Minister Lavulavu’s latest attack downplays lessons to be learnt about how MPs have behaved when faced with serious allegations

'Oku taupotu 'i lalo ha fakamatala fakaTonga

Minister of Infrastructure ‘Akosita Lavulavu’s latest attack on  Kaniva News and our right to hold her to account appear to stem from stress over the two separate serious fraud cases she is expected to face on Monday March 29 and April 12 .

Hon. ‘Akosita and her husband ‘Etuate Lavulavu

In her latest statement on VPON media, ‘Akosita has repeated herself several times in her latest attack on the roles of the media and the opposition party. She also downplayed how much Tongan Parliamentarians can learn from the New Zealand Parliament about how its MPs have behaved in similar circumstances.

In New Zealand, Australia and other Parliaments it would be expected that MPs facing such serious charges would step down, even temporarily, for the good of the party and so as not to besmirch the name of Parliament.

‘Akosita and her husband ‘Etuate face charges of knowingly dealing with forged documents and obtaining credit by false pretenses, after irregularities were found in an audit of the ‘Unuaki ‘o Tonga Royal Institute in 2016 and a land lease complaint in 2020. She did not deny these charges in her attack on Kaniva.

There were more serious accusations in Kaniva’s article on Wednesday about the various court rulings against ‘Etuate in Tonga as well as in the United States. ‘Akosita did not deny this. Instead, she kept asking for the legal basis for the calls we and Opposition Leader Semisi Sika have made for her to resign. We have already told her it was our responsibility to do so.


In our second story, which was a commentary, we made our argument clear:

“There does not have to be a court judgement to be made for a Cabinet Minister to resign once they come under the spotlight. The Tongan courts have no constitutional power to order her to resign. The mere fact that she has been accused and charged with two separate fraud cases, not just one, was enough for her to resign.”

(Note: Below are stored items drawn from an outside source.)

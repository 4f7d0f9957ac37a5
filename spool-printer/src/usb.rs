//! USB transport with ordered backend fallback
//!
//! Backends are tried in fixed priority order for every send:
//!
//! 1. Direct device claim via libusb: explicit vendor/product ids if
//!    configured, otherwise a table of known thermal printers, otherwise any
//!    device exposing the USB printer class. The buffer is bulk-written to
//!    the printer's OUT endpoint.
//! 2. Kernel printer device file (`/dev/usb/lp*`), treated as an append-only
//!    byte sink. This covers hosts where libusb cannot claim the device
//!    because the usblp driver owns it.
//!
//! Like the TCP transport, a failed send is surfaced, never retried.

use crate::error::{PrintError, PrintResult};
use crate::transport::{ProbeReport, Transport};
use std::path::PathBuf;
use std::time::Duration;
use tracing::{debug, info, instrument, warn};

/// USB transport
///
/// Cheap to clone; each send opens and tears down its own device handle.
#[derive(Debug, Clone)]
pub struct UsbTransport {
    vendor_id: Option<u16>,
    product_id: Option<u16>,
    device_path: Option<PathBuf>,
    timeout: Duration,
}

impl UsbTransport {
    /// Create a transport that autodetects the printer
    pub fn new() -> Self {
        Self {
            vendor_id: None,
            product_id: None,
            device_path: None,
            timeout: Duration::from_secs(5),
        }
    }

    /// Restrict the direct backend to an explicit vendor/product id
    pub fn with_ids(mut self, vendor_id: u16, product_id: u16) -> Self {
        self.vendor_id = Some(vendor_id);
        self.product_id = Some(product_id);
        self
    }

    /// Override the device file used by the fallback backend
    pub fn with_device_path(mut self, path: impl Into<PathBuf>) -> Self {
        self.device_path = Some(path.into());
        self
    }

    /// Set the bulk-write timeout
    pub fn with_timeout(mut self, timeout: Duration) -> Self {
        self.timeout = timeout;
        self
    }

    fn send_blocking(&self, data: &[u8]) -> PrintResult<()> {
        let device_err = match device::send(self.vendor_id, self.product_id, data, self.timeout) {
            Ok(()) => {
                info!(bytes = data.len(), "sent via direct USB backend");
                return Ok(());
            }
            Err(e) => e,
        };

        warn!(error = %device_err, "direct USB backend unavailable, trying device file");

        match file::send(self.device_path.as_deref(), data) {
            Ok(path) => {
                info!(bytes = data.len(), device = %path.display(), "sent via device file backend");
                Ok(())
            }
            Err(file_err) => Err(PrintError::UsbFile(format!(
                "{} (direct backend: {})",
                file_err, device_err
            ))),
        }
    }

    fn probe_blocking(&self) -> ProbeReport {
        match device::find(self.vendor_id, self.product_id) {
            Ok(Some((vid, pid))) => {
                return ProbeReport::reachable(format!("usb device {:04x}:{:04x} present", vid, pid));
            }
            Ok(None) => debug!("no matching USB device enumerated"),
            Err(e) => debug!(error = %e, "USB enumeration failed"),
        }

        match file::resolve(self.device_path.as_deref()) {
            Some(path) if file::is_writable(&path) => {
                ProbeReport::reachable(format!("device file {} writable", path.display()))
            }
            Some(path) => {
                ProbeReport::unreachable(format!("device file {} not writable", path.display()))
            }
            None => ProbeReport::unreachable("no USB printer device or device file found"),
        }
    }
}

impl Default for UsbTransport {
    fn default() -> Self {
        Self::new()
    }
}

impl Transport for UsbTransport {
    #[instrument(skip(self, data), fields(data_len = data.len()))]
    async fn send(&self, data: &[u8]) -> PrintResult<()> {
        // libusb and file IO are synchronous, run in a blocking task
        let transport = self.clone();
        let data = data.to_vec();

        tokio::task::spawn_blocking(move || transport.send_blocking(&data))
            .await
            .map_err(|e| PrintError::UsbDevice(format!("Task join failed: {}", e)))?
    }

    async fn probe(&self) -> ProbeReport {
        let transport = self.clone();
        match tokio::task::spawn_blocking(move || transport.probe_blocking()).await {
            Ok(report) => report,
            Err(e) => ProbeReport::unreachable(format!("probe task failed: {}", e)),
        }
    }
}

/// Direct libusb backend
mod device {
    use rusb::{Context, Device, DeviceHandle, Direction, TransferType, UsbContext};
    use std::time::Duration;

    /// USB base class for printers
    const PRINTER_CLASS: u8 = 7;

    /// Common thermal printers, checked when no explicit ids are configured
    const KNOWN_PRINTERS: &[(u16, u16)] = &[
        (0x04b8, 0x0202), // Epson TM series
        (0x04b8, 0x0e03), // Epson TM-T20
        (0x04b8, 0x0e15), // Epson TM-T82
        (0x0fe6, 0x811e), // Star TSP650
        (0x1504, 0x0006), // Citizen CT-S310
        (0x2d84, 0x0011), // Generic
    ];

    /// A host without usbfs (or with libusb missing) must read as "backend
    /// unavailable", not a crash, so the device-file fallback still runs
    fn context() -> Result<Context, String> {
        Context::new().map_err(|e| format!("libusb init: {}", e))
    }

    fn has_printer_interface(device: &Device<Context>) -> bool {
        let Ok(config) = device.config_descriptor(0) else {
            return false;
        };
        config
            .interfaces()
            .flat_map(|i| i.descriptors())
            .any(|d| d.class_code() == PRINTER_CLASS)
    }

    fn matches(
        device: &Device<Context>,
        vendor_id: Option<u16>,
        product_id: Option<u16>,
    ) -> Option<(u16, u16)> {
        let desc = device.device_descriptor().ok()?;
        let ids = (desc.vendor_id(), desc.product_id());

        if let (Some(vid), Some(pid)) = (vendor_id, product_id) {
            // Explicit configuration restricts the backend to that device
            return (ids == (vid, pid)).then_some(ids);
        }
        if KNOWN_PRINTERS.contains(&ids) {
            return Some(ids);
        }
        if desc.class_code() == PRINTER_CLASS || has_printer_interface(device) {
            return Some(ids);
        }
        None
    }

    /// Enumerate and return the ids of the first matching printer
    pub fn find(vendor_id: Option<u16>, product_id: Option<u16>) -> Result<Option<(u16, u16)>, String> {
        let ctx = context()?;
        let devices = ctx.devices().map_err(|e| format!("enumeration failed: {}", e))?;
        Ok(devices
            .iter()
            .find_map(|d| matches(&d, vendor_id, product_id)))
    }

    fn open(
        vendor_id: Option<u16>,
        product_id: Option<u16>,
    ) -> Result<(DeviceHandle<Context>, u8, usize), String> {
        let ctx = context()?;
        let devices = ctx.devices().map_err(|e| format!("enumeration failed: {}", e))?;
        let device = devices
            .iter()
            .find(|d| matches(d, vendor_id, product_id).is_some())
            .ok_or_else(|| "no matching USB printer found".to_string())?;

        let config = device
            .config_descriptor(0)
            .map_err(|e| format!("config descriptor: {}", e))?;

        // Locate the printer interface and its bulk OUT endpoint
        let (iface_num, ep_addr, max_packet) = config
            .interfaces()
            .flat_map(|i| i.descriptors())
            .find_map(|iface| {
                iface
                    .endpoint_descriptors()
                    .find(|ep| {
                        ep.direction() == Direction::Out
                            && ep.transfer_type() == TransferType::Bulk
                    })
                    .map(|ep| {
                        (
                            iface.interface_number(),
                            ep.address(),
                            ep.max_packet_size() as usize,
                        )
                    })
            })
            .ok_or_else(|| "no bulk OUT endpoint on printer".to_string())?;

        let mut handle = device.open().map_err(|e| format!("open failed: {}", e))?;

        // The usblp kernel driver may hold the interface
        if matches!(handle.kernel_driver_active(iface_num), Ok(true)) {
            let _ = handle.detach_kernel_driver(iface_num);
        }

        handle
            .claim_interface(iface_num)
            .map_err(|e| format!("claim interface {}: {}", iface_num, e))?;

        Ok((handle, ep_addr, max_packet.max(64)))
    }

    /// Claim the printer and bulk-write the whole buffer
    pub fn send(
        vendor_id: Option<u16>,
        product_id: Option<u16>,
        data: &[u8],
        timeout: Duration,
    ) -> Result<(), String> {
        let (handle, ep_addr, max_packet) = open(vendor_id, product_id)?;

        for chunk in data.chunks(max_packet) {
            handle
                .write_bulk(ep_addr, chunk, timeout)
                .map_err(|e| format!("bulk write: {}", e))?;
        }
        Ok(())
    }
}

/// Device-file backend (`/dev/usb/lp*`)
mod file {
    use std::io::Write;
    use std::path::{Path, PathBuf};

    /// Common kernel printer device nodes, in probe order
    const CANDIDATES: &[&str] = &["/dev/usb/lp0", "/dev/usb/lp1", "/dev/lp0", "/dev/lp1"];

    /// Resolve the device file to write to: the configured override if it
    /// exists, otherwise the first present candidate
    pub fn resolve(override_path: Option<&Path>) -> Option<PathBuf> {
        if let Some(path) = override_path
            && path.exists()
        {
            return Some(path.to_path_buf());
        }
        CANDIDATES
            .iter()
            .map(PathBuf::from)
            .find(|p| p.exists())
    }

    pub fn is_writable(path: &Path) -> bool {
        std::fs::OpenOptions::new()
            .append(true)
            .open(path)
            .is_ok()
    }

    /// Write the whole buffer to the device file; returns the path used
    pub fn send(override_path: Option<&Path>, data: &[u8]) -> Result<PathBuf, String> {
        let path = resolve(override_path)
            .ok_or_else(|| "no printer device file found".to_string())?;

        let mut handle = std::fs::OpenOptions::new()
            .append(true)
            .open(&path)
            .map_err(|e| format!("open {}: {}", path.display(), e))?;

        handle
            .write_all(data)
            .map_err(|e| format!("write {}: {}", path.display(), e))?;
        handle
            .flush()
            .map_err(|e| format!("flush {}: {}", path.display(), e))?;

        Ok(path)
    }
}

Ironically, ‘Akosita did answer her own question by admitting that Sika has a right to call on her to resign in his role as an MP and citizen of Tonga.

In the Minister’s own words: “Semisi Sika is entitled to do so [call for her resignation] as a member of the parliament or citizen of Tonga.”

However, she claimed we were wrong in saying that Sika was the Leader of the Opposition Party because Tonga did not have a party system government. She was wrong.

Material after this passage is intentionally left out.